• [WORK ITEM]:
Of the entries below, restate word for word only the section that runs from the line with "if let Err(e)" to the line with "-> Result<(), EngineError>", counting both ends.

• [DATA LISTING]:
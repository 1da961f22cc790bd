//! Particle system core types and the single-instance manager.
//!
//! A theme names one [`ParticleVariant`]; the manager builds that variant's
//! strategy, owns the CPU-side point buffer and mirrors it into one GPU
//! buffer. Point buffers are sized once at activation and mutated in place
//! every frame.

use bytemuck::{Pod, Zeroable};
use serde::Serialize;

use crate::backend::{BufferId, RenderBackend};
use crate::error::EngineError;
use crate::particle_variants;
use crate::theme::ThemeDescriptor;

/// Per-point data uploaded to the GPU as instance attributes.
#[repr(C)]
#[derive(Copy, Clone, Debug, Default, PartialEq, Pod, Zeroable)]
pub struct ParticleVertex {
    pub position: [f32; 3],
    pub size: f32,
    /// RGB plus opacity.
    pub color: [f32; 4],
}

impl ParticleVertex {
    const ATTRIBS: [wgpu::VertexAttribute; 3] =
        wgpu::vertex_attr_array![0 => Float32x3, 1 => Float32, 2 => Float32x4];

    pub fn desc() -> wgpu::VertexBufferLayout<'static> {
        wgpu::VertexBufferLayout {
            array_stride: std::mem::size_of::<ParticleVertex>() as wgpu::BufferAddress,
            step_mode: wgpu::VertexStepMode::Instance,
            attributes: &Self::ATTRIBS,
        }
    }
}

/// Generator strategies selectable by themes.
#[derive(Clone, Copy, Debug, PartialEq, Eq, Hash, Serialize)]
#[serde(rename_all = "kebab-case")]
pub enum ParticleVariant {
    Generic,
    RadialOrbit,
    FallingCascade,
    SynapticLinks,
    QuantumJitter,
    FractalPoints,
    DriftingMotes,
    InterferenceField,
}

impl ParticleVariant {
    /// Build a fresh strategy for this variant.
    pub fn strategy(&self) -> Box<dyn ParticleStrategy> {
        match self {
            ParticleVariant::Generic => Box::new(particle_variants::GenericShell::default()),
            ParticleVariant::RadialOrbit => Box::new(particle_variants::RadialOrbit::default()),
            ParticleVariant::FallingCascade => Box::new(particle_variants::FallingCascade::default()),
            ParticleVariant::SynapticLinks => Box::new(particle_variants::SynapticLinks::default()),
            ParticleVariant::QuantumJitter => Box::new(particle_variants::QuantumJitter::default()),
            ParticleVariant::FractalPoints => Box::new(particle_variants::FractalPoints::default()),
            ParticleVariant::DriftingMotes => Box::new(particle_variants::DriftingMotes::default()),
            ParticleVariant::InterferenceField => Box::new(particle_variants::InterferenceField::default()),
        }
    }
}

/// Deterministic xorshift64 generator.
#[derive(Clone, Debug)]
pub struct Rng {
    state: u64,
}

impl Rng {
    pub fn new(seed: u64) -> Self {
        // Seed 0 is degenerate for xorshift (produces all zeros)
        Self {
            state: if seed == 0 { 0x5DEECE66D } else { seed },
        }
    }

    pub fn next_u64(&mut self) -> u64 {
        self.state ^= self.state << 13;
        self.state ^= self.state >> 7;
        self.state ^= self.state << 17;
        self.state
    }

    /// Uniform in [0, 1).
    pub fn next_f32(&mut self) -> f32 {
        (self.next_u64() >> 40) as f32 / (1u64 << 24) as f32
    }

    pub fn range(&mut self, min: f32, max: f32) -> f32 {
        min + (max - min) * self.next_f32()
    }

    /// Uniformly distributed unit vector.
    pub fn unit_vector(&mut self) -> [f32; 3] {
        let z = self.range(-1.0, 1.0);
        let theta = self.range(0.0, std::f32::consts::TAU);
        let r = (1.0 - z * z).max(0.0).sqrt();
        [r * theta.cos(), r * theta.sin(), z]
    }

    pub fn pick<'a, T>(&mut self, items: &'a [T]) -> &'a T {
        &items[(self.next_u64() % items.len() as u64) as usize]
    }
}

/// Per-frame inputs to a particle strategy.
#[derive(Clone, Copy, Debug, Default)]
pub struct ParticleFrame {
    /// Seconds since the engine started.
    pub time: f32,
    /// Seconds since the previous frame.
    pub dt: f32,
    pub audio_level: f32,
    pub intensity: f32,
    pub speed: f32,
}

/// Generator and per-frame update rule for one particle variant.
pub trait ParticleStrategy {
    fn variant(&self) -> ParticleVariant;

    /// Fill `points` with the initial layout and allocate any per-point state.
    fn create(&mut self, points: &mut [ParticleVertex], palette: &[[f32; 3]], rng: &mut Rng);

    /// Mutate `points` in place. Must not allocate.
    fn update(&mut self, points: &mut [ParticleVertex], frame: &ParticleFrame);

    /// Rotation of the whole system around the vertical axis, radians per
    /// second at speed 1.
    fn rotation_rate(&self) -> f32 {
        0.1
    }

    /// Release strategy-owned state.
    fn dispose(&mut self) {}
}

/// The live particle system of the active theme.
pub struct ParticleSystemInstance {
    pub variant: ParticleVariant,
    pub owner: &'static str,
    pub buffer: BufferId,
    pub points: Vec<ParticleVertex>,
    pub rotation: f32,
    strategy: Box<dyn ParticleStrategy>,
}

impl ParticleSystemInstance {
    pub fn rotation_rate(&self) -> f32 {
        self.strategy.rotation_rate()
    }
}

/// Owns at most one particle system at a time.
pub struct ParticleManager {
    active: Option<ParticleSystemInstance>,
    budget_scale: f32,
    seed: u64,
}

impl ParticleManager {
    pub fn new(budget_scale: f32, seed: u64) -> Self {
        Self {
            active: None,
            budget_scale: budget_scale.clamp(0.05, 1.0),
            seed,
        }
    }

    /// Number of points a theme gets under the current budget.
    pub fn budget_for(&self, theme: &ThemeDescriptor) -> usize {
        ((theme.particle_count as f32 * self.budget_scale).round() as usize).max(1)
    }

    /// Build the theme's particle system, disposing any previous instance first.
    pub fn activate<B: RenderBackend>(
        &mut self,
        theme: &'static ThemeDescriptor,
        backend: &mut B,
    ) -> Result<&ParticleSystemInstance, EngineError> {
        self.deactivate(backend);

        let count = self.budget_for(theme);
        let mut strategy = theme.particle_variant.strategy();
        let mut points = vec![ParticleVertex::zeroed(); count];
        let mut rng = Rng::new(self.seed);
        strategy.create(&mut points, theme.palette, &mut rng);

        let buffer = backend.create_particle_buffer(theme.id, count)?;
        if let Err(e) = backend.write_particles(buffer, &points) {
            backend.release_buffer(buffer);
            return Err(e);
        }

        log::debug!(
            "Activated {:?} particles for theme '{}' ({} points)",
            theme.particle_variant,
            theme.id,
            count
        );

        Ok(self.active.insert(ParticleSystemInstance {
            variant: theme.particle_variant,
            owner: theme.id,
            buffer,
            points,
            rotation: 0.0,
            strategy,
        }))
    }

    /// Advance the live instance and upload it.
    pub fn update<B: RenderBackend>(
        &mut self,
        frame: &ParticleFrame,
        backend: &mut B,
    ) -> Result<(), EngineError> {
        let Some(instance) = self.active.as_mut() else {
            return Ok(());
        };
        instance.strategy.update(&mut instance.points, frame);
        instance.rotation = (instance.rotation
            + instance.strategy.rotation_rate() * frame.speed * frame.dt)
            % std::f32::consts::TAU;
        backend.write_particles(instance.buffer, &instance.points)
    }

    /// Dispose the live instance and its GPU buffer.
    pub fn deactivate<B: RenderBackend>(&mut self, backend: &mut B) {
        if let Some(mut instance) = self.active.take() {
            instance.strategy.dispose();
            backend.release_buffer(instance.buffer);
            log::debug!("Disposed {:?} particles of theme '{}'", instance.variant, instance.owner);
        }
    }

    pub fn active(&self) -> Option<&ParticleSystemInstance> {
        self.active.as_ref()
    }
}

#[cfg(test)]
mod tests {
    use super::*;
    use crate::backend::NullBackend;
    use crate::theme::get_theme;

    #[test]
    fn test_seed_zero_is_not_degenerate() {
        let mut rng = Rng::new(0);
        let values: Vec<f32> = (0..8).map(|_| rng.next_f32()).collect();
        assert!(values.iter().any(|&v| v > 0.0));
        assert!(values.iter().all(|&v| (0.0..1.0).contains(&v)));
    }

    #[test]
    fn test_rng_is_deterministic() {
        let mut a = Rng::new(42);
        let mut b = Rng::new(42);
        for _ in 0..100 {
            assert_eq!(a.next_u64(), b.next_u64());
        }
    }

    #[test]
    fn test_unit_vectors_have_unit_length() {
        let mut rng = Rng::new(7);
        for _ in 0..100 {
            let [x, y, z] = rng.unit_vector();
            assert!(((x * x + y * y + z * z).sqrt() - 1.0).abs() < 1e-4);
        }
    }

    #[test]
    fn test_vertex_layout_matches_shader() {
        assert_eq!(std::mem::size_of::<ParticleVertex>(), 32);
    }

    #[test]
    fn test_activate_replaces_previous_instance() {
        let mut backend = NullBackend::new();
        let mut manager = ParticleManager::new(1.0, 1);

        manager.activate(get_theme("matrix").unwrap(), &mut backend).unwrap();
        manager.activate(get_theme("neural").unwrap(), &mut backend).unwrap();

        assert_eq!(backend.live_buffer_count(), 1);
        assert_eq!(backend.released_buffer_count(), 1);
        let active = manager.active().unwrap();
        assert_eq!(active.owner, "neural");
        assert_eq!(active.variant, ParticleVariant::SynapticLinks);
    }

    #[test]
    fn test_budget_scale_shrinks_count() {
        let theme = get_theme("matrix").unwrap();
        let full = ParticleManager::new(1.0, 1).budget_for(theme);
        let half = ParticleManager::new(0.5, 1).budget_for(theme);
        assert_eq!(full, 1200);
        assert_eq!(half, 600);
    }

    #[test]
    fn test_update_keeps_buffer_size() {
        let mut backend = NullBackend::new();
        let mut manager = ParticleManager::new(1.0, 9);
        manager.activate(get_theme("cyberpunk").unwrap(), &mut backend).unwrap();
        let before = manager.active().unwrap().points.len();
        let frame = ParticleFrame { time: 1.0, dt: 1.0 / 60.0, audio_level: 0.8, intensity: 1.0, speed: 2.0 };
        for _ in 0..10 {
            manager.update(&frame, &mut backend).unwrap();
        }
        assert_eq!(manager.active().unwrap().points.len(), before);
        assert!(manager.active().unwrap().rotation != 0.0);
    }

    #[test]
    fn test_deactivate_is_idempotent() {
        let mut backend = NullBackend::new();
        let mut manager = ParticleManager::new(1.0, 3);
        manager.activate(get_theme("default").unwrap(), &mut backend).unwrap();
        manager.deactivate(&mut backend);
        manager.deactivate(&mut backend);
        assert_eq!(backend.released_buffer_count(), 1);
        assert_eq!(backend.live_buffer_count(), 0);
    }
}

• [ANSWER FOR THIS EXERCISE]:
        if let Err(e) = backend.write_particles(buffer, &points) {
            backend.release_buffer(buffer);
            return Err(e);
        }

        log::debug!(
            "Activated {:?} particles for theme '{}' ({} points)",
            theme.particle_variant,
            theme.id,
            count
        );

        Ok(self.active.insert(ParticleSystemInstance {
            variant: theme.particle_variant,
            owner: theme.id,
            buffer,
            points,
            rotation: 0.0,
            strategy,
        }))
    }

    /// Advance the live instance and upload it.
    pub fn update<B: RenderBackend>(
        &mut self,
        frame: &ParticleFrame,
        backend: &mut B,
    ) -> Result<(), EngineError> {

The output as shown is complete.